» **Records supplied**
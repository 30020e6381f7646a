//! Optional TOML configuration.
//!
//! ```toml
//! [pricing]
//! unit_rate = "4.5"
//! crypto_divisor = "1500"
//! ```
//!
//! Missing sections and keys fall back to the built-in rates.

use crate::domain::pricing::PricingConfig;
use crate::error::Result;
use serde::Deserialize;
use std::path::Path;

#[derive(Debug, Clone, Default, PartialEq, Deserialize)]
#[serde(default)]
pub struct AppConfig {
    pub pricing: PricingConfig,
}

impl AppConfig {
    pub fn from_toml_str(source: &str) -> Result<Self> {
        let config: AppConfig = toml::from_str(source)?;
        config.pricing.validate()?;
        Ok(config)
    }

    pub fn load(path: &Path) -> Result<Self> {
        let source = std::fs::read_to_string(path)?;
        Self::from_toml_str(&source)
    }
}
use thiserror::Error;

/// Reasons a user input is rejected by the ordering flow.
///
/// These never abort a session: the engine turns each one into a rejection
/// descriptor and stays in the current state.
#[derive(Error, Debug, PartialEq, Eq, Clone)]
pub enum ValidationError {
    #[error("no quantity found in input")]
    MissingQuantity,
    #[error("quantity {0} is below the minimum")]
    QuantityTooLow(u64),
    #[error("quantity {0} is above the maximum")]
    QuantityTooHigh(u64),
    #[error("unrecognized payment method")]
    UnknownPaymentMethod,
    #[error("platform {0} has no URL allow-list")]
    UnsupportedPlatform(String),
    #[error("input is not a valid {0} URL")]
    InvalidUrl(String),
}

#[derive(Error, Debug)]
pub enum OrderFlowError {
    #[error("CSV error: {0}")]
    CsvError(#[from] csv::Error),
    #[error("IO error: {0}")]
    IoError(#[from] std::io::Error),
    #[error("JSON error: {0}")]
    JsonError(#[from] serde_json::Error),
    #[error("Config error: {0}")]
    ConfigError(#[from] toml::de::Error),
    #[error("Invalid config: {0}")]
    InvalidConfig(String),
    #[error("Transcript error: {0}")]
    TranscriptError(String),
    #[error("Incomplete order: missing {0}")]
    IncompleteOrder(&'static str),
    #[error("Order gateway error: {0}")]
    GatewayError(String),
}

pub type Result<T> = std::result::Result<T, OrderFlowError>;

» **Exercise brief**
Please give the number of lines in the entries above that hold "Debug", with no other text.

» **Final answer**
3